#[async_trait]
impl EngineStore for InMemoryEngineStore {
    // =========================================================================
    // Definitions
    // =========================================================================

    async fn insert_definition(&self, definition: &WorkflowDefinition) -> Result<(), StoreError> {
        let mut state = self.state.write();
        let versions = state.definitions.entry(definition.id).or_default();
        if versions.contains_key(&definition.version) {
            return Err(StoreError::Duplicate(format!(
                "definition {} version {}",
                definition.id, definition.version
            )));
        }
        versions.insert(definition.version, definition.clone());
        Ok(())
    }

    async fn replace_definition(&self, definition: &WorkflowDefinition) -> Result<(), StoreError> {
        let mut state = self.state.write();
        let slot = state
            .definitions
            .get_mut(&definition.id)
            .and_then(|v| v.get_mut(&definition.version))
            .ok_or(StoreError::DefinitionNotFound {
                id: definition.id,
                version: Some(definition.version),
            })?;
        *slot = definition.clone();
        Ok(())
    }

    async fn get_definition(&self, id: Uuid, version: u32) -> Result<WorkflowDefinition, StoreError> {
        self.state
            .read()
            .definitions
            .get(&id)
            .and_then(|v| v.get(&version))
            .cloned()
            .ok_or(StoreError::DefinitionNotFound {
                id,
                version: Some(version),
            })
    }

    async fn latest_definition(&self, id: Uuid) -> Result<WorkflowDefinition, StoreError> {
        self.state
            .read()
            .definitions
            .get(&id)
            .and_then(|v| v.values().next_back())
            .cloned()
            .ok_or(StoreError::DefinitionNotFound { id, version: None })
    }

    async fn list_definition_versions(
        &self,
        id: Uuid,
    ) -> Result<Vec<WorkflowDefinition>, StoreError> {
        self.state
            .read()
            .definitions
            .get(&id)
            .map(|v| v.values().cloned().collect())
            .ok_or(StoreError::DefinitionNotFound { id, version: None })
    }

    async fn set_definition_active(
        &self,
        id: Uuid,
        version: Option<u32>,
    ) -> Result<(), StoreError> {
        let mut state = self.state.write();
        let versions = state
            .definitions
            .get_mut(&id)
            .ok_or(StoreError::DefinitionNotFound { id, version })?;
        if let Some(v) = version {
            if !versions.contains_key(&v) {
                return Err(StoreError::DefinitionNotFound { id, version });
            }
        }
        for (v, def) in versions.iter_mut() {
            def.active = Some(*v) == version;
        }
        Ok(())
    }

    async fn active_definitions(&self) -> Result<Vec<WorkflowDefinition>, StoreError> {
        let state = self.state.read();
        let mut active: Vec<WorkflowDefinition> = state
            .definitions
            .values()
            .flat_map(|v| v.values())
            .filter(|d| d.active)
            .cloned()
            .collect();
        active.sort_by(|a, b| a.created_at.cmp(&b.created_at).then(a.id.cmp(&b.id)));
        Ok(active)
    }

    async fn count_instances(&self, definition_id: Uuid, version: u32) -> Result<u64, StoreError> {
        Ok(self
            .state
            .read()
            .instances
            .values()
            .filter(|i| i.definition_id == definition_id && i.definition_version == version)
            .count() as u64)
    }

    // =========================================================================
    // Instances
    // =========================================================================

    async fn create_instance(&self, mut commit: InstanceCommit) -> Result<u64, StoreError> {
        let mut state = self.state.write();
        let id = commit.instance.id;
        if state.instances.contains_key(&id) {
            return Err(StoreError::Duplicate(format!("instance {id}")));
        }
        commit.instance.revision = 1;
        state.instances.insert(id, commit.instance.clone());
        state.apply(commit);
        Ok(1)
    }

    async fn get_instance(&self, id: Uuid) -> Result<WorkflowInstance, StoreError> {
        self.state
            .read()
            .instances
            .get(&id)
            .cloned()
            .ok_or(StoreError::InstanceNotFound(id))
    }

    async fn commit(&self, mut commit: InstanceCommit) -> Result<u64, StoreError> {
        let mut state = self.state.write();
        let id = commit.instance.id;
        let current = state
            .instances
            .get(&id)
            .ok_or(StoreError::InstanceNotFound(id))?;

        if current.revision != commit.expected_revision {
            return Err(StoreError::ConcurrencyConflict {
                instance_id: id,
                expected: commit.expected_revision,
                actual: current.revision,
            });
        }
        if let Some(claim) = &commit.fired_timer {
            if !state.holds_claim(claim) {
                return Err(StoreError::TimerClaimLost(claim.timer_id));
            }
        }

        let revision = commit.expected_revision + 1;
        commit.instance.revision = revision;
        commit.instance.updated_at = commit.recorded_at;
        state.instances.insert(id, commit.instance.clone());
        state.apply(commit);
        Ok(revision)
    }

    async fn list_open_instances(
        &self,
        definition_id: Uuid,
    ) -> Result<Vec<WorkflowInstance>, StoreError> {
        let state = self.state.read();
        let mut open: Vec<WorkflowInstance> = state
            .instances
            .values()
            .filter(|i| i.definition_id == definition_id && !i.is_terminal())
            .cloned()
            .collect();
        open.sort_by_key(|i| i.id);
        Ok(open)
    }

    async fn load_audit(&self, instance_id: Uuid) -> Result<Vec<AuditEntry>, StoreError> {
        let state = self.state.read();
        if !state.instances.contains_key(&instance_id) {
            return Err(StoreError::InstanceNotFound(instance_id));
        }
        Ok(state.audit.get(&instance_id).cloned().unwrap_or_default())
    }

    async fn append_audit(
        &self,
        instance_id: Uuid,
        events: Vec<TraceEvent>,
        at: DateTime<Utc>,
    ) -> Result<(), StoreError> {
        let mut state = self.state.write();
        if !state.instances.contains_key(&instance_id) {
            return Err(StoreError::InstanceNotFound(instance_id));
        }
        state.append_audit(instance_id, events, at);
        Ok(())
    }

    async fn mark_degraded(
        &self,
        instance_id: Uuid,
        events: Vec<TraceEvent>,
        at: DateTime<Utc>,
    ) -> Result<(), StoreError> {
        let mut state = self.state.write();
        let instance = state
            .instances
            .get_mut(&instance_id)
            .ok_or(StoreError::InstanceNotFound(instance_id))?;
        instance.degraded = true;
        instance.revision += 1;
        instance.updated_at = at;
        state.append_audit(instance_id, events, at);
        Ok(())
    }

    // =========================================================================
    // Timers
    // =========================================================================

    async fn claim_due_timers(
        &self,
        worker_id: &str,
        now: DateTime<Utc>,
        limit: usize,
    ) -> Result<Vec<TimerRecord>, StoreError> {
        let mut state = self.state.write();
        let mut due: Vec<(DateTime<Utc>, Uuid)> = state
            .timers
            .values()
            .filter(|t| t.status == TimerStatus::Pending && t.timer.due_at <= now)
            .map(|t| (t.timer.due_at, t.id))
            .collect();
        due.sort();
        due.truncate(limit);

        let mut claimed = Vec::with_capacity(due.len());
        for (_, id) in due {
            if let Some(timer) = state.timers.get_mut(&id) {
                timer.status = TimerStatus::Claimed;
                timer.claimed_by = Some(worker_id.to_string());
                timer.claimed_at = Some(now);
                timer.attempts += 1;
                claimed.push(timer.clone());
            }
        }
        Ok(claimed)
    }

    async fn complete_timer(&self, id: Uuid, worker_id: &str) -> Result<bool, StoreError> {
        let mut state = self.state.write();
        let timer = state.timers.get_mut(&id).ok_or(StoreError::TimerNotFound(id))?;
        if !timer.is_claimed_by(worker_id) {
            return Ok(false);
        }
        timer.status = TimerStatus::Fired;
        Ok(true)
    }

    async fn release_timer(
        &self,
        id: Uuid,
        worker_id: &str,
        retry_at: DateTime<Utc>,
    ) -> Result<(), StoreError> {
        let mut state = self.state.write();
        let timer = state.timers.get_mut(&id).ok_or(StoreError::TimerNotFound(id))?;
        if timer.is_claimed_by(worker_id) {
            timer.status = TimerStatus::Pending;
            timer.timer.due_at = retry_at;
            timer.claimed_by = None;
            timer.claimed_at = None;
        }
        Ok(())
    }

    async fn cancel_timer(&self, id: Uuid, worker_id: &str) -> Result<bool, StoreError> {
        let mut state = self.state.write();
        let timer = state.timers.get_mut(&id).ok_or(StoreError::TimerNotFound(id))?;
        if !timer.is_claimed_by(worker_id) {
            return Ok(false);
        }
        timer.status = TimerStatus::Cancelled;
        Ok(true)
    }

    async fn reclaim_stale_timers(
        &self,
        claimed_before: DateTime<Utc>,
    ) -> Result<Vec<Uuid>, StoreError> {
        let mut state = self.state.write();
        let mut reclaimed = vec![];
        for timer in state.timers.values_mut() {
            let stale = timer.status == TimerStatus::Claimed
                && timer.claimed_at.is_some_and(|at| at < claimed_before);
            if stale {
                timer.status = TimerStatus::Pending;
                timer.claimed_by = None;
                timer.claimed_at = None;
                reclaimed.push(timer.id);
            }
        }
        Ok(reclaimed)
    }

    async fn pending_timers(&self, instance_id: Uuid) -> Result<Vec<TimerRecord>, StoreError> {
        let state = self.state.read();
        let mut pending: Vec<TimerRecord> = state
            .timers
            .values()
            .filter(|t| t.instance_id == instance_id && t.status == TimerStatus::Pending)
            .cloned()
            .collect();
        pending.sort_by(|a, b| a.timer.due_at.cmp(&b.timer.due_at).then(a.id.cmp(&b.id)));
        Ok(pending)
    }

    // =========================================================================
    // Action queue
    // =========================================================================

    async fn claim_actions(
        &self,
        worker_id: &str,
        now: DateTime<Utc>,
        limit: usize,
        instance_id: Option<Uuid>,
    ) -> Result<Vec<ActionTask>, StoreError> {
        let mut state = self.state.write();
        let mut visible: Vec<(DateTime<Utc>, Uuid)> = state
            .actions
            .values()
            .filter(|a| {
                a.status == ActionStatus::Pending
                    && a.visible_at <= now
                    && instance_id.map_or(true, |id| a.instance_id == id)
            })
            .map(|a| (a.visible_at, a.id))
            .collect();
        visible.sort();
        visible.truncate(limit);

        let mut claimed = Vec::with_capacity(visible.len());
        for (_, id) in visible {
            if let Some(action) = state.actions.get_mut(&id) {
                action.status = ActionStatus::Claimed;
                action.claimed_by = Some(worker_id.to_string());
                action.claimed_at = Some(now);
                action.attempt += 1;
                claimed.push(action.clone());
            }
        }
        Ok(claimed)
    }

    async fn complete_action(&self, id: Uuid) -> Result<(), StoreError> {
        let mut state = self.state.write();
        let action = state.actions.get_mut(&id).ok_or(StoreError::ActionNotFound(id))?;
        action.status = ActionStatus::Completed;
        action.claimed_by = None;
        Ok(())
    }

    async fn retry_action(
        &self,
        id: Uuid,
        error: &str,
        visible_at: DateTime<Utc>,
    ) -> Result<(), StoreError> {
        let mut state = self.state.write();
        let action = state.actions.get_mut(&id).ok_or(StoreError::ActionNotFound(id))?;
        action.status = ActionStatus::Pending;
        action.visible_at = visible_at;
        action.claimed_by = None;
        action.claimed_at = None;
        action.last_error = Some(error.to_string());
        Ok(())
    }

    async fn fail_action(&self, id: Uuid, error: &str) -> Result<(), StoreError> {
        let mut state = self.state.write();
        let action = state.actions.get_mut(&id).ok_or(StoreError::ActionNotFound(id))?;
        action.status = ActionStatus::Dead;
        action.claimed_by = None;
        action.last_error = Some(error.to_string());
        Ok(())
    }

    async fn cancel_action(&self, id: Uuid) -> Result<(), StoreError> {
        let mut state = self.state.write();
        let action = state.actions.get_mut(&id).ok_or(StoreError::ActionNotFound(id))?;
        action.status = ActionStatus::Cancelled;
        action.claimed_by = None;
        Ok(())
    }

    async fn reclaim_stale_actions(
        &self,
        claimed_before: DateTime<Utc>,
    ) -> Result<Vec<Uuid>, StoreError> {
        let mut state = self.state.write();
        let mut reclaimed = vec![];
        for action in state.actions.values_mut() {
            let stale = action.status == ActionStatus::Claimed
                && action.claimed_at.is_some_and(|at| at < claimed_before);
            if stale {
                action.status = ActionStatus::Pending;
                action.claimed_by = None;
                action.claimed_at = None;
                reclaimed.push(action.id);
            }
        }
        Ok(reclaimed)
    }

    async fn list_actions(&self, instance_id: Uuid) -> Result<Vec<ActionTask>, StoreError> {
        let state = self.state.read();
        Ok(state
            .actions
            .values()
            .filter(|a| a.instance_id == instance_id)
            .cloned()
            .collect())
    }
}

━━━━━━━━━━

§ To do: Which lines above include the string "limit"? Show them.

§ Output for this task:
        limit: usize,
        due.truncate(limit);
        limit: usize,
        visible.truncate(limit);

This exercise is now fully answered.